*** Opening ENTRIES SHOWN ***

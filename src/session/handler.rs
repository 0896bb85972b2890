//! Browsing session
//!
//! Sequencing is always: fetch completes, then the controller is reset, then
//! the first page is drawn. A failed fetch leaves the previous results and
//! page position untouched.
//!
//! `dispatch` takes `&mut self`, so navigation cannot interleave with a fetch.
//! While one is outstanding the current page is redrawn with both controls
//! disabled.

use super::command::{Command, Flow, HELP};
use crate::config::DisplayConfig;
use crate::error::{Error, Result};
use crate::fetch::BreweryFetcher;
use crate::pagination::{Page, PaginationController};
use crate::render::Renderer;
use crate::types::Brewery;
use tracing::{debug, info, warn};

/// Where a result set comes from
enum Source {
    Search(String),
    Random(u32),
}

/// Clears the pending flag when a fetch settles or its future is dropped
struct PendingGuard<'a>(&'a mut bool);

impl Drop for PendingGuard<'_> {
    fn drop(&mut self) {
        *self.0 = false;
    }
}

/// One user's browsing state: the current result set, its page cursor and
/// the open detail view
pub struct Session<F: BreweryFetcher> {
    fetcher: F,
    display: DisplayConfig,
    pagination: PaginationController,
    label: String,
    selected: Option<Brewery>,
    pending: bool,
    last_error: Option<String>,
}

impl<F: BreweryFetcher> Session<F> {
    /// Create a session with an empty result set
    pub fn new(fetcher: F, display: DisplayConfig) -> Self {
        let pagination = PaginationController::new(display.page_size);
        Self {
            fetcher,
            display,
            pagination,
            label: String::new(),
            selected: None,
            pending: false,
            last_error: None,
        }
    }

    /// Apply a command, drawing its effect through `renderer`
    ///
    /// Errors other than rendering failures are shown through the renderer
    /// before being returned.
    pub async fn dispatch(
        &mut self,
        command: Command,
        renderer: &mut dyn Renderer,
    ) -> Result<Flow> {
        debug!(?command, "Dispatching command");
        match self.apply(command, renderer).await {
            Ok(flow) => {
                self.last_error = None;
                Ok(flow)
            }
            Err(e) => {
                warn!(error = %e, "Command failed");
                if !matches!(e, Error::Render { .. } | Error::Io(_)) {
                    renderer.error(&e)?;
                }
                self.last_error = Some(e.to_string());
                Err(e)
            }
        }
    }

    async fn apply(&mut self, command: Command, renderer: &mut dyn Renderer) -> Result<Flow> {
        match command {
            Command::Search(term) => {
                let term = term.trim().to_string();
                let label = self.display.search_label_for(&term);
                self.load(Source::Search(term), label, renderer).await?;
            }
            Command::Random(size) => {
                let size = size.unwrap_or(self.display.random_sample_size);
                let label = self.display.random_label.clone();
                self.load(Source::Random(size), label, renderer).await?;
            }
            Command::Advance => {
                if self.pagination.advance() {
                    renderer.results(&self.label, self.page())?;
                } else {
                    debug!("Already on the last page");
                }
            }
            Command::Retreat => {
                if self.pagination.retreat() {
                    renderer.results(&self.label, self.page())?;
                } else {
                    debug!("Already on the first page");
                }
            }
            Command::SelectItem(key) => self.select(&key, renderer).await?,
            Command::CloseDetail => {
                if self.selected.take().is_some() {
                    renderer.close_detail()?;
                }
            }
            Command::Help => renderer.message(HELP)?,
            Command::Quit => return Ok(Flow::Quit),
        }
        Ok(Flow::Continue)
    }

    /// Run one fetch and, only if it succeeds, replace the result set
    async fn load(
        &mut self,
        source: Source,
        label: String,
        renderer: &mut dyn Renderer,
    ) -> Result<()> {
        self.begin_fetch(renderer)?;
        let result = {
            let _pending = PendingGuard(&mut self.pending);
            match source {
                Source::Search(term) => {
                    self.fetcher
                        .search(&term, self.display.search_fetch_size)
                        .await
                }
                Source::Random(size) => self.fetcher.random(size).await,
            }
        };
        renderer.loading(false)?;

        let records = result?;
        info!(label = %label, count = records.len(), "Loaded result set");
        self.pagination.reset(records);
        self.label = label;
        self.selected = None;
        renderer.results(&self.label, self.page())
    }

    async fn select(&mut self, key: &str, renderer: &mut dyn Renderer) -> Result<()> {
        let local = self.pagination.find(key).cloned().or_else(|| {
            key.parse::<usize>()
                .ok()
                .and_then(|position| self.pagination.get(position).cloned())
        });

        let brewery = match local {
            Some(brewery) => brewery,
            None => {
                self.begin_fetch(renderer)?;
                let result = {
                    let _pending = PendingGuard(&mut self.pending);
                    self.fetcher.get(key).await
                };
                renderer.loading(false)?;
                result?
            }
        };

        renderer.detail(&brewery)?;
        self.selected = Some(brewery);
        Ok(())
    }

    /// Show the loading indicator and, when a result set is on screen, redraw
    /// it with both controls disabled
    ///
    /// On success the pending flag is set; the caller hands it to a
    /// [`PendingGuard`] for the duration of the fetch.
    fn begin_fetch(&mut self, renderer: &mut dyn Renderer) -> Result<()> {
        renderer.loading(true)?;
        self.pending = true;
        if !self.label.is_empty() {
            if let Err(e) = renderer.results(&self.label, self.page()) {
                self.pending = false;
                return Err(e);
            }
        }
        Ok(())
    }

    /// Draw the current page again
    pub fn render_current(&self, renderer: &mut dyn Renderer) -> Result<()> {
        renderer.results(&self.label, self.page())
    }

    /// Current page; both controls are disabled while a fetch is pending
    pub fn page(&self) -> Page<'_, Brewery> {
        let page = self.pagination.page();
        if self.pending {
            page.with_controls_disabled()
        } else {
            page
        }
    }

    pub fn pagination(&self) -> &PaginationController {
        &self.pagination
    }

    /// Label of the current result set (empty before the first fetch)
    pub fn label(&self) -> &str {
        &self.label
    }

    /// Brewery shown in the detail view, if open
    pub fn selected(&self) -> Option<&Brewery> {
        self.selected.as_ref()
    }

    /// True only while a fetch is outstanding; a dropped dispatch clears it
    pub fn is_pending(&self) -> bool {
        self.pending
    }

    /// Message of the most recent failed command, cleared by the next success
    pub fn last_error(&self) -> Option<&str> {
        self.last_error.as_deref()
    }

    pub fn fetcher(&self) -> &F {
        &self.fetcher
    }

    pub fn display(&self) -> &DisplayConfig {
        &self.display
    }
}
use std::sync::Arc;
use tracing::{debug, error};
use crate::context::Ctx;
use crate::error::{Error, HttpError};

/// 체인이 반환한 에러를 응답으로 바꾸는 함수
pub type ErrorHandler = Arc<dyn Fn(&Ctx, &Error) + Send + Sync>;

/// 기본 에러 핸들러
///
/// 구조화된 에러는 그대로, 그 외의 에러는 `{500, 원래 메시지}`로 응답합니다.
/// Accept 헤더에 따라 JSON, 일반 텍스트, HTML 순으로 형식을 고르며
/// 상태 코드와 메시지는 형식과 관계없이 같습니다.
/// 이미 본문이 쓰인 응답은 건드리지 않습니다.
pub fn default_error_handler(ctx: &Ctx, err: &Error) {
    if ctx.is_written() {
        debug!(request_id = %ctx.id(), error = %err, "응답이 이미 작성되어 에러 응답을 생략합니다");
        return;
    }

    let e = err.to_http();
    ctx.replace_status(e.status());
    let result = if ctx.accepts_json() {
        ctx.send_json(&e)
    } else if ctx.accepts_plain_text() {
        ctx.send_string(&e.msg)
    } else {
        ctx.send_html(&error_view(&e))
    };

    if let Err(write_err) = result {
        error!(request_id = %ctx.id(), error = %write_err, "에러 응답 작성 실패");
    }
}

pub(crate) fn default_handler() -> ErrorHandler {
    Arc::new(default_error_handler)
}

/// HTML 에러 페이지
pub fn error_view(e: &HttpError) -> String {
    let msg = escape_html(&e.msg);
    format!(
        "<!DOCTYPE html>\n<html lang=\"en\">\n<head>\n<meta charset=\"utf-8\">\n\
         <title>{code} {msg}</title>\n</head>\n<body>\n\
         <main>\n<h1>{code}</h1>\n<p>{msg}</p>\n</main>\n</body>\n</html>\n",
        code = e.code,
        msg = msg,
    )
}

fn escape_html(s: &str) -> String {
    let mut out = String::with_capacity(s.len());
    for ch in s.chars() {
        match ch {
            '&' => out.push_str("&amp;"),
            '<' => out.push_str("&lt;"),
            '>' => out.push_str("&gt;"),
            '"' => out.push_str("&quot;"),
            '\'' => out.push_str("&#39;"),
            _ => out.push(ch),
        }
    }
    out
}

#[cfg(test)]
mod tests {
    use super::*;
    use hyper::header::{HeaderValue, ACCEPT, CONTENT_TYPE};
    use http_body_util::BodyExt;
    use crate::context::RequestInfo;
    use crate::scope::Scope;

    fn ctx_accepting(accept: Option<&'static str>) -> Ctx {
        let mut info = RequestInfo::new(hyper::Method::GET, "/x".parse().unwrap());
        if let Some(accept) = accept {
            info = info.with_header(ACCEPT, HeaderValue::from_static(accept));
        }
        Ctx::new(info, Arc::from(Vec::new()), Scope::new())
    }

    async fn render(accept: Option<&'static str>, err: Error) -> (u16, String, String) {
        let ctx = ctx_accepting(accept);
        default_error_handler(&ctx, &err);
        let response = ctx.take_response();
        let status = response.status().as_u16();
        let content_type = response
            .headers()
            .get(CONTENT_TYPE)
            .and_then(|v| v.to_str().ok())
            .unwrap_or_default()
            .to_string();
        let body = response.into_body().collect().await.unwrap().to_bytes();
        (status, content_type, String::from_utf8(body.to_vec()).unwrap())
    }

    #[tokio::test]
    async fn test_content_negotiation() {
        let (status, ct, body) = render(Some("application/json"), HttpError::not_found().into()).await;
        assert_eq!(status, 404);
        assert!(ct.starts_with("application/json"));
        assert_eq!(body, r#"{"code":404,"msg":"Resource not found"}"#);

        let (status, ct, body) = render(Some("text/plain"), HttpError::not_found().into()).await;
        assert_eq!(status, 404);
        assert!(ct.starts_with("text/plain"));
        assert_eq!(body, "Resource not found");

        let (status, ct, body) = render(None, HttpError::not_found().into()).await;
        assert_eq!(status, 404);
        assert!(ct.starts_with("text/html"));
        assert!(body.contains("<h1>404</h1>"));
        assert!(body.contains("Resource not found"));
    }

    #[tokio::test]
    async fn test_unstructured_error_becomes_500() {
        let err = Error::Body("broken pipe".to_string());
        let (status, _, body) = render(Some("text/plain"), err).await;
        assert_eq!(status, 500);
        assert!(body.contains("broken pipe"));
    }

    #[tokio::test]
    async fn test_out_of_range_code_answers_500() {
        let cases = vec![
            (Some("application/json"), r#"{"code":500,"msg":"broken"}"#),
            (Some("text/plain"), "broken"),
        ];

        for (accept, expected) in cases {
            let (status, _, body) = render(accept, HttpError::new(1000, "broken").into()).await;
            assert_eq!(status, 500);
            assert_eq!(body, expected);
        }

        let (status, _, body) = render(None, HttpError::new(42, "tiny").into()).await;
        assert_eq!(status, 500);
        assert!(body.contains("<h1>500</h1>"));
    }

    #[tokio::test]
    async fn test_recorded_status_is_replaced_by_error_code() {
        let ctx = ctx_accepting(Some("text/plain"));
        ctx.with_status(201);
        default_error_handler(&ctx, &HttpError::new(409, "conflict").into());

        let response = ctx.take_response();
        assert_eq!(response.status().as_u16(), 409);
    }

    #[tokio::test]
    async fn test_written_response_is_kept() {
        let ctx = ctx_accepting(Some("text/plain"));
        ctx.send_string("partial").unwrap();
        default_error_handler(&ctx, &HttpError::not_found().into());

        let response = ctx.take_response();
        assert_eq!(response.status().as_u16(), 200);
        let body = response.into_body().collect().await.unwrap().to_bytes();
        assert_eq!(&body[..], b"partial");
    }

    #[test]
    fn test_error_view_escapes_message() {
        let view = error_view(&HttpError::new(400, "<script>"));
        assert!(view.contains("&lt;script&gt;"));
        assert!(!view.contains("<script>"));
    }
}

*** Closing ENTRIES SHOWN ***

- **WHAT TO DO**
Using the data above, reproduce exactly the lines between those holding "future is dropped" and "let label = self.display.random_label.clone();", inclusive, and no others.

- **EXERCISE ANSWER**
/// Clears the pending flag when a fetch settles or its future is dropped
struct PendingGuard<'a>(&'a mut bool);

impl Drop for PendingGuard<'_> {
    fn drop(&mut self) {
        *self.0 = false;
    }
}

/// One user's browsing state: the current result set, its page cursor and
/// the open detail view
pub struct Session<F: BreweryFetcher> {
    fetcher: F,
    display: DisplayConfig,
    pagination: PaginationController,
    label: String,
    selected: Option<Brewery>,
    pending: bool,
    last_error: Option<String>,
}

impl<F: BreweryFetcher> Session<F> {
    /// Create a session with an empty result set
    pub fn new(fetcher: F, display: DisplayConfig) -> Self {
        let pagination = PaginationController::new(display.page_size);
        Self {
            fetcher,
            display,
            pagination,
            label: String::new(),
            selected: None,
            pending: false,
            last_error: None,
        }
    }

    /// Apply a command, drawing its effect through `renderer`
    ///
    /// Errors other than rendering failures are shown through the renderer
    /// before being returned.
    pub async fn dispatch(
        &mut self,
        command: Command,
        renderer: &mut dyn Renderer,
    ) -> Result<Flow> {
        debug!(?command, "Dispatching command");
        match self.apply(command, renderer).await {
            Ok(flow) => {
                self.last_error = None;
                Ok(flow)
            }
            Err(e) => {
                warn!(error = %e, "Command failed");
                if !matches!(e, Error::Render { .. } | Error::Io(_)) {
                    renderer.error(&e)?;
                }
                self.last_error = Some(e.to_string());
                Err(e)
            }
        }
    }

    async fn apply(&mut self, command: Command, renderer: &mut dyn Renderer) -> Result<Flow> {
        match command {
            Command::Search(term) => {
                let term = term.trim().to_string();
                let label = self.display.search_label_for(&term);
                self.load(Source::Search(term), label, renderer).await?;
            }
            Command::Random(size) => {
                let size = size.unwrap_or(self.display.random_sample_size);
                let label = self.display.random_label.clone();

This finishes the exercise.